Visto che l’attacco DDOS viene fatto partire in contemporanea da tutti i dispositivi infetti, è facile intuire che i server che saranno bersagliati arriveranno a ricevere decine di migliaia di richieste al secondo, in contemporanea. Con questa massa di dati in arrivo, un servizio non adeguatamente protetto e dimensionato sarà facile preda di interruzioni e disservizi. 

Perché vengono fatti questi attacchi? 

Le motivazioni dietro gli attacchi DDOS variano in genere a seconda del bersaglio, e si possono ricondurre a: 

  1. Concorrenza sleale (caso più comune se il bersaglio è un’azienda privata); 
  1. Danno d’immagine (chi attacca potrebbe voler mettere in cattiva luce il proprio bersaglio, facendo apparire i suoi siti o servizi come lenti, non utilizzabili o mal funzionanti); 
  1. Estorsione di denaro (gruppi criminali possono avvisare il bersaglio di questo attacco con brevissimo anticipo, richiedendo denaro per non eseguirlo); 
  1. Ideali particolari o motivazioni politiche (in questo caso i soggetti più bersagliati sono le grandi multinazionali, gli enti e le agenzie pubbliche). 

Come difendersi da un attacco DDOS 

Essendo una incursione esterna di chi mette a disposizione siti o servizi, è impossibile impedire questi tipi di attacco. Ci si può però efficacemente proteggere da essi con determinati accorgimenti, e quindi ridurne le conseguenze finali permettendo ai veri fruitori dei servizi di continuare ad usarli con disagi ridotti al minimo. 
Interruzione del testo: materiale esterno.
//! Application settings, scaling, expose and unit bookkeeping
#![allow(clippy::unwrap_used, clippy::expect_used)]

mod common;

use std::collections::BTreeMap;

use common::{mysql_charm, plain_charm, Fixture};
use fleetstate_core::model::{
    Charm, CharmMeta, ConfigSchema, Constraints, ExposedEndpoint, OptionType, Settings,
    WorkloadStatus,
};
use fleetstate_core::{AddApplicationArgs, AddUnitParams, ExErrorKind, SetCharmConfig};
use serde_json::{json, Value};

fn settings(pairs: &[(&str, Value)]) -> Settings {
    pairs
        .iter()
        .map(|(k, v)| (k.to_string(), v.clone()))
        .collect()
}

fn configured(url: &str, schema: ConfigSchema) -> Charm {
    Charm::new(url, CharmMeta::new("mysql").provides("server", "mysql")).with_config(schema)
}

fn schema_v1() -> ConfigSchema {
    ConfigSchema::default()
        .with_option("port", OptionType::Int, Some(json!(3306)))
        .with_option("name", OptionType::String, None)
}

// ===== Config =====

#[test]
fn test_config_overlays_defaults_and_resets_on_null() {
    // GIVEN mysql deployed with name set
    let f = Fixture::new();
    let charm = configured("ch:mysql-1", schema_v1());
    f.register(&charm);
    let mut args = AddApplicationArgs::new("mysql", charm);
    args.settings = settings(&[("name", json!("db"))]);
    let app = f.st.add_application(args).unwrap();
    assert_eq!(
        app.charm_config().unwrap(),
        settings(&[("name", json!("db")), ("port", json!(3306))])
    );

    // WHEN port is changed and name reset
    app.update_charm_config(&settings(&[("port", json!(3307)), ("name", Value::Null)]))
        .unwrap();

    // THEN only the defaulted port remains, with its new value
    assert_eq!(app.charm_config().unwrap(), settings(&[("port", json!(3307))]));
}

#[test]
fn test_config_rejects_unknown_and_mistyped_values() {
    let f = Fixture::new();
    let app = f.deploy("mysql", &configured("ch:mysql-1", schema_v1()));

    let err = app
        .update_charm_config(&settings(&[("port", json!("high"))]))
        .unwrap_err();
    assert_eq!(err.kind(), ExErrorKind::InvalidConfig);

    let err = app
        .update_charm_config(&settings(&[("bogus", json!(1))]))
        .unwrap_err();
    assert_eq!(err.kind(), ExErrorKind::InvalidConfig);
    assert_eq!(app.charm_config().unwrap(), settings(&[("port", json!(3306))]));
}

#[test]
fn test_upgrade_carries_settings_the_new_schema_knows() {
    // GIVEN both options set on revision 1
    let f = Fixture::new();
    let app = f.deploy("mysql", &configured("ch:mysql-1", schema_v1()));
    app.update_charm_config(&settings(&[("port", json!(3307)), ("name", json!("db"))]))
        .unwrap();

    // WHEN revision 2 drops `name`
    let v2 = configured(
        "ch:mysql-2",
        ConfigSchema::default().with_option("port", OptionType::Int, Some(json!(3306))),
    );
    f.register(&v2);
    app.set_charm(SetCharmConfig::new(v2)).unwrap();

    // THEN port is carried over and name is gone
    assert_eq!(app.charm_config().unwrap(), settings(&[("port", json!(3307))]));
}

#[test]
fn test_upgrade_applies_config_overrides() {
    let f = Fixture::new();
    let app = f.deploy("mysql", &configured("ch:mysql-1", schema_v1()));
    let v2 = configured("ch:mysql-2", schema_v1());
    f.register(&v2);

    let mut cfg = SetCharmConfig::new(v2);
    cfg.config_settings = settings(&[("name", json!("primary"))]);
    app.set_charm(cfg).unwrap();

    assert_eq!(
        app.charm_config().unwrap(),
        settings(&[("name", json!("primary")), ("port", json!(3306))])
    );
}

// ===== Constraints and expose =====

#[test]
fn test_constraints_round_trip_and_validation() {
    let f = Fixture::new();
    let app = f.deploy("mysql", &mysql_charm(1));
    let cons = Constraints {
        arch: Some("arm64".into()),
        mem_mib: Some(4096),
        ..Constraints::default()
    };

    app.set_constraints(cons.clone()).unwrap();
    assert_eq!(app.constraints().unwrap(), cons);

    let err = app
        .set_constraints(Constraints {
            cores: Some(0),
            ..Constraints::default()
        })
        .unwrap_err();
    assert_eq!(err.kind(), ExErrorKind::InvalidInput);
    assert_eq!(app.constraints().unwrap(), cons);
}

#[test]
fn test_expose_merge_and_unset() {
    // GIVEN mysql exposed on server to a space and on everything by default
    let f = Fixture::new();
    let app = f.deploy("mysql", &mysql_charm(1));
    let mut exposed = BTreeMap::new();
    exposed.insert(
        "server".to_string(),
        ExposedEndpoint {
            to_spaces: vec!["public".into()],
            to_cidrs: vec![],
        },
    );
    exposed.insert(String::new(), ExposedEndpoint::default());
    app.merge_expose_settings(exposed).unwrap();

    // THEN an empty entry opens to all addresses
    let app = f.st.application("mysql").unwrap();
    assert!(app.is_exposed());
    assert_eq!(
        app.exposed_endpoints()[""].to_cidrs,
        vec!["0.0.0.0/0", "::/0"]
    );

    // WHEN both entries are unset
    app.unset_expose_settings(&["server".to_string()]).unwrap();
    assert!(f.st.application("mysql").unwrap().is_exposed());
    app.unset_expose_settings(&[String::new()]).unwrap();

    // THEN the application is no longer exposed
    assert!(!f.st.application("mysql").unwrap().is_exposed());
}

#[test]
fn test_clear_exposed_drops_every_entry() {
    let f = Fixture::new();
    let app = f.deploy("mysql", &mysql_charm(1));
    let mut exposed = BTreeMap::new();
    exposed.insert("server".to_string(), ExposedEndpoint::default());
    app.merge_expose_settings(exposed).unwrap();

    app.clear_exposed().unwrap();

    let app = f.st.application("mysql").unwrap();
    assert!(!app.is_exposed());
    assert!(app.exposed_endpoints().is_empty());
}

#[test]
fn test_expose_rejects_unknown_endpoint_space_and_cidr() {
    let f = Fixture::new();
    let app = f.deploy("mysql", &mysql_charm(1));
    let one = |ep: &str, spaces: &[&str], cidrs: &[&str]| {
        let mut m = BTreeMap::new();
        m.insert(
            ep.to_string(),
            ExposedEndpoint {
                to_spaces: spaces.iter().map(|s| s.to_string()).collect(),
                to_cidrs: cidrs.iter().map(|s| s.to_string()).collect(),
            },
        );
        m
    };

    for bad in [
        one("admin", &[], &[]),
        one("server", &["nowhere"], &[]),
        one("server", &[], &["10.0.0.0/40"]),
    ] {
        let err = app.merge_expose_settings(bad).unwrap_err();
        assert_eq!(err.kind(), ExErrorKind::InvalidInput);
    }
    let err = app.unset_expose_settings(&["server".to_string()]).unwrap_err();
    assert_eq!(err.kind(), ExErrorKind::InvalidInput);
    assert!(!f.st.application("mysql").unwrap().is_exposed());
}

// ===== Scaling =====

#[test]
fn test_ensure_min_units_tops_up_alive_units() {
    let f = Fixture::new();
    let app = f.deploy("mysql", &mysql_charm(1));
    app.add_unit(AddUnitParams::default()).unwrap();
    app.set_min_units(3).unwrap();

    app.ensure_min_units().unwrap();
    app.ensure_min_units().unwrap();

    let app = f.st.application("mysql").unwrap();
    assert_eq!(app.min_units(), 3);
    assert_eq!(app.unit_count(), 3);
}

#[test]
fn test_set_scale_tracks_generation() {
    // GIVEN a CAAS application
    let f = Fixture::caas();
    let app = f.deploy("mariadb", &plain_charm("mariadb", 1));

    // WHEN scaled at generation 1
    app.set_scale(3, 1, false).unwrap();
    let caas = f.st.application("mariadb").unwrap().caas_state().cloned().unwrap();
    assert_eq!((caas.desired_scale, caas.scale_generation), (3, 1));

    // THEN an older generation is refused unless forced
    let err = app.set_scale(2, 0, false).unwrap_err();
    assert_eq!(err.kind(), ExErrorKind::Forbidden);
    app.set_scale(2, 0, true).unwrap();
    let caas = f.st.application("mariadb").unwrap().caas_state().cloned().unwrap();
    assert_eq!((caas.desired_scale, caas.scale_generation), (2, 2));
}

#[test]
fn test_change_scale_never_goes_negative() {
    let f = Fixture::caas();
    let app = f.deploy("mariadb", &plain_charm("mariadb", 1));
    app.set_scale(2, 0, false).unwrap();

    assert_eq!(app.change_scale(-1).unwrap(), 1);
    let err = app.change_scale(-5).unwrap_err();

    assert_eq!(err.kind(), ExErrorKind::InvalidInput);
    let caas = f.st.application("mariadb").unwrap().caas_state().cloned().unwrap();
    assert_eq!(caas.desired_scale, 1);
}

#[test]
fn test_scale_is_caas_only() {
    let f = Fixture::new();
    let app = f.deploy("mysql", &mysql_charm(1));
    assert_eq!(
        app.set_scale(1, 0, false).unwrap_err().kind(),
        ExErrorKind::InvalidInput
    );
    assert_eq!(app.change_scale(1).unwrap_err().kind(), ExErrorKind::InvalidInput);
}

// ===== Units =====

#[test]
fn test_unit_in_error_blocks_upgrade_unless_forced() {
    // GIVEN a unit reporting an error
    let f = Fixture::new();
    let app = f.deploy("mysql", &mysql_charm(1));
    let unit = app.add_unit(AddUnitParams::default()).unwrap();
    unit.set_status(WorkloadStatus::Error, "hook failed").unwrap();
    let v2 = mysql_charm(2);
    f.register(&v2);

    // WHEN upgrading without force_units
    let err = app.set_charm(SetCharmConfig::new(v2.clone())).unwrap_err();

    // THEN the unit is named
    assert_eq!(err.kind(), ExErrorKind::UnitInError);
    assert!(err.to_string().ends_with("unit \"mysql/0\" is in an error state"));

    // AND force_units lets it through and is recorded
    let mut cfg = SetCharmConfig::new(v2);
    cfg.force_units = true;
    app.set_charm(cfg).unwrap();
    let app = f.st.application("mysql").unwrap();
    assert!(app.force_charm());
    assert_eq!(app.charm_url(), "ch:mysql-2");
}

#[test]
fn test_assign_to_machine_is_sticky() {
    let f = Fixture::new();
    let app = f.deploy("mysql", &mysql_charm(1));
    let unit = app.add_unit(AddUnitParams::default()).unwrap();

    unit.assign_to_machine("3").unwrap();
    unit.assign_to_machine("3").unwrap();
    let err = unit.assign_to_machine("4").unwrap_err();

    assert_eq!(err.kind(), ExErrorKind::InvalidInput);
    assert_eq!(f.st.unit("mysql/0").unwrap().machine_id(), Some("3"));
}

#[test]
fn test_unit_params_are_recorded() {
    let f = Fixture::caas();
    let app = f.deploy("mariadb", &plain_charm("mariadb", 1));

    let unit = app
        .add_unit(AddUnitParams {
            provider_id: Some("mariadb-0".into()),
            address: Some("10.1.0.7".into()),
            ports: vec![3306],
            unit_name: None,
        })
        .unwrap();

    assert_eq!(unit.provider_id(), Some("mariadb-0"));
    assert_eq!(unit.address(), Some("10.1.0.7"));
    assert_eq!(unit.ports(), &[3306]);
}

#[test]
fn test_relation_suspension_toggles() {
    let f = Fixture::new();
    f.deploy("mysql", &mysql_charm(1));
    let rel = f.st.relation("mysql:cluster").unwrap();

    rel.set_suspended(true).unwrap();
    assert!(f.st.relation("mysql:cluster").unwrap().is_suspended());
    rel.set_suspended(false).unwrap();
    assert!(!f.st.relation("mysql:cluster").unwrap().is_suspended());
}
Infatti, con l’affinarsi delle armi dei gruppi criminali e di fronte all’evoluzione degli attacchi DDoS, la tecnologia e le tattiche difensive si sono evolute enormemente. L’ascesa del machine learning e l’avvento massivo dell’AI potranno giocare presto un ruolo ancora più decisivo per bloccare questi tipi di attacchi. 

Il consiglio è sempre quello di prevedere misure di cybersecurity preventive e predittive sia con servizi capaci di deviare e assorbire il traffico dannoso in entrata, oltre all’allocamento di risorse proporzionate (in termini, ad esempio, di banda internet) ai propri fabbisogni; sia con servizi di “Threat Intelligence” per cercare di preventivare ogni tipo di attacco che possa minacciare le funzionalità aziendali.